Dire que Johnny Cash a eu plus de vie qu’un chat est un cliché. Et pourtant, il a vraiment collection­né les résurrecti­ons fracassant­es, dès le début des années 1960 lorsque sa consommati­on d’amphéts a suivi une courbe inverse à celle de ses succès dans les charts. C’est d’ailleurs cette image de colosse rebelle, vulnérable aux addictions et torturé qui lui a valu la sympathie d’un public de rockers se défendant d’aimer la country, sauf la sienne — et puis il a touché à un peu tout, du gospel au rockabilly, y laissant sa marque au passage. Cependant, au début des nineties, l’Homme en Noir n’a plus rien du candidat potentiel au come-back de l’année. La décennie précédente avait bien commencé par son intronisat­ion au Country Music Hall of Fame, avant de virer au marasme entre ventes de disques en dégringola­de, abandon des radios country le jugeant usé, et différends avec son label.
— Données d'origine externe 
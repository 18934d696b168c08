use std::mem;

use axum::{
    handler::Handler,
    routing::{get, post},
    Router,
};

use crate::{api, AppState};

pub(crate) mod paths {
    pub const ROOT: &str = "/";
    pub const LIVENESS: &str = "/health";

    pub const HEALTH: &str = "/api/health";
    pub const HEALTH_SERVICES: &str = "/api/health/services";
    pub const HEALTH_RESOURCES: &str = "/api/health/resources";

    pub const METRICS: &str = "/api/metrics";
    pub const METRICS_PATHS: &str = "/api/metrics/paths";
    pub const METRICS_SYSTEM: &str = "/api/metrics/system";

    pub const PATHS: &str = "/api/paths";
    pub const PATHS_ID: &str = "/api/paths/{id}";
    pub const PATHS_ID_EXECUTE: &str = "/api/paths/{id}/execute";
    pub const PATHS_NETWORK: &str = "/api/paths/network/visualization";

    pub const EVOLUTION: &str = "/api/evolution";
    pub const EVOLUTION_GROWTH: &str = "/api/evolution/growth";
    pub const EVOLUTION_INSIGHTS: &str = "/api/evolution/insights";
    pub const EVOLUTION_METRICS: &str = "/api/evolution/metrics";
    pub const EVOLUTION_ACTIVITY: &str = "/api/evolution/activity";
    pub const EVOLUTION_SUGGESTIONS: &str = "/api/evolution/suggestions";
    pub const EVOLUTION_HEALTH: &str = "/api/evolution/health";
    pub const EVOLUTION_START: &str = "/api/evolution/start";
    pub const EVOLUTION_STOP: &str = "/api/evolution/stop";
    pub const EVOLUTION_CYCLE_START: &str = "/api/evolution/cycle/start";
    pub const EVOLUTION_CYCLE_COMPLETE: &str = "/api/evolution/cycle/complete";
    pub const EVOLUTION_SUGGESTION_APPLY: &str = "/api/evolution/suggestions/{id}/apply";
}

pub(crate) struct RouterBuilder {
    router: Router<AppState>,
    endpoints: Vec<String>,
}

impl RouterBuilder {
    pub fn new() -> Self {
        Self {
            router: Router::new(),
            endpoints: Vec::new(),
        }
    }

    fn record(&mut self, method: &str, path: &'static str) {
        self.endpoints.push(format!("{} {}", method, path));
    }

    pub fn route_get<H, T>(&mut self, path: &'static str, handler: H) -> &mut Self
    where
        H: Handler<T, AppState> + Clone + 'static,
        T: 'static,
    {
        self.record("GET", path);
        let router = mem::take(&mut self.router);
        self.router = router.route(path, get(handler));
        self
    }

    pub fn route_post<H, T>(&mut self, path: &'static str, handler: H) -> &mut Self
    where
        H: Handler<T, AppState> + Clone + 'static,
        T: 'static,
    {
        self.record("POST", path);
        let router = mem::take(&mut self.router);
        self.router = router.route(path, post(handler));
        self
    }

    /// Attach the 404 fallbacks and hand back the router with its endpoint index.
    /// A known path with the wrong method is reported as an unknown route too.
    pub fn build(self) -> (Router<AppState>, Vec<String>) {
        let router = self
            .router
            .method_not_allowed_fallback(api::meta::not_found)
            .fallback(api::meta::not_found);
        (router, self.endpoints)
    }
}

fn register_meta_routes(builder: &mut RouterBuilder) {
    builder
        .route_get(paths::ROOT, api::meta::root)
        .route_get(paths::LIVENESS, api::meta::liveness);
}

fn register_health_routes(builder: &mut RouterBuilder) {
    builder
        .route_get(paths::HEALTH, api::health::health_report)
        .route_get(paths::HEALTH_SERVICES, api::health::health_services)
        .route_get(paths::HEALTH_RESOURCES, api::health::health_resources);
}

fn register_metrics_routes(builder: &mut RouterBuilder) {
    builder
        .route_get(paths::METRICS, api::metrics::metrics_snapshot)
        .route_get(paths::METRICS_PATHS, api::metrics::metrics_paths)
        .route_get(paths::METRICS_SYSTEM, api::metrics::metrics_system);
}

fn register_path_routes(builder: &mut RouterBuilder) {
    builder
        .route_get(paths::PATHS, api::paths::paths_list)
        .route_get(paths::PATHS_NETWORK, api::paths::paths_network)
        .route_get(paths::PATHS_ID, api::paths::path_get)
        .route_post(paths::PATHS_ID_EXECUTE, api::paths::path_execute);
}

fn register_evolution_routes(builder: &mut RouterBuilder) {
    builder
        .route_get(paths::EVOLUTION, api::evolution::evolution_snapshot)
        .route_get(paths::EVOLUTION_GROWTH, api::evolution::evolution_growth)
        .route_get(paths::EVOLUTION_INSIGHTS, api::evolution::evolution_insights)
        .route_get(paths::EVOLUTION_METRICS, api::evolution::evolution_metrics)
        .route_get(paths::EVOLUTION_ACTIVITY, api::evolution::evolution_activity)
        .route_get(
            paths::EVOLUTION_SUGGESTIONS,
            api::evolution::evolution_suggestions,
        )
        .route_get(paths::EVOLUTION_HEALTH, api::evolution::evolution_health)
        .route_post(paths::EVOLUTION_START, api::evolution::evolution_start)
        .route_post(paths::EVOLUTION_STOP, api::evolution::evolution_stop)
        .route_post(paths::EVOLUTION_CYCLE_START, api::evolution::cycle_start)
        .route_post(
            paths::EVOLUTION_CYCLE_COMPLETE,
            api::evolution::cycle_complete,
        )
        .route_post(
            paths::EVOLUTION_SUGGESTION_APPLY,
            api::evolution::suggestion_apply,
        );
}

pub(crate) fn build_router() -> (Router<AppState>, Vec<String>) {
    let mut builder = RouterBuilder::new();
    register_meta_routes(&mut builder);
    register_health_routes(&mut builder);
    register_metrics_routes(&mut builder);
    register_path_routes(&mut builder);
    register_evolution_routes(&mut builder);
    builder.build()
}

#[cfg(test)]
mod tests {
    use super::*;

    #[test]
    fn endpoint_index_lists_every_route() {
        let (_, endpoints) = build_router();
        assert_eq!(endpoints.len(), 24);
        assert!(endpoints.contains(&"GET /api/paths/{id}".to_string()));
        assert!(endpoints.contains(&"POST /api/evolution/suggestions/{id}/apply".to_string()));
        let mut unique = endpoints.clone();
        unique.sort();
        unique.dedup();
        assert_eq!(unique.len(), endpoints.len());
    }
}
Seules ses affaires avec les Highwaymen, supergroup­e d’outlaw country, marchaient encore. Entre en scène Rick Rubin, géant barbu, producteur et boss du label American Recordings, spécialisé dans le hip hop et le metal. Rubin veut travailler avec un artiste chevronné — et traversant une sale passe — pour changer des petits jeunes en devenir. Le premier nom lui venant à l’esprit est celui de Johnny Cash. Sur le papier, la collaborat­ion est improbable, mais le résultat, enregistré avec une guitare dans le salon de Cash, ou au Viper Room pour deux titres, est brillant et intemporel. Adepte du less is more, Rubin offre à la voix de Cash (un trésor qui n’a besoin de rien pour donner le frisson ou du relief à la plus simple des mélodies) un écrin dépouillé. Exactement ce qu’il fallait au chanteur pour séduire une nouvelle génération de fans. L’album s’ouvre sur “Delia’s Gone”, murder ballad à la morale frappée au coin de l’humour noir (“Si ta femme est démoniaque, tu peux la laisser filer/ Ou tu peux l’abattre”). Après ce morceau de bravoure, Cash s’approprie chaque chanson, reprise ou originale, réduisant ses effets au strict minimum — un passage parlé par-ci, une plongée dans le très grave par-là — soulignant le tout d’un jeu de guitare limpide. Il y aura cinq autres volumes d’ “American Recordings”, tous indispensa­bles. Et des dizaines d’artistes qui, dans son sillage, s’essaieront à l’album de reprises, sans sa maestria, à de rares exceptions.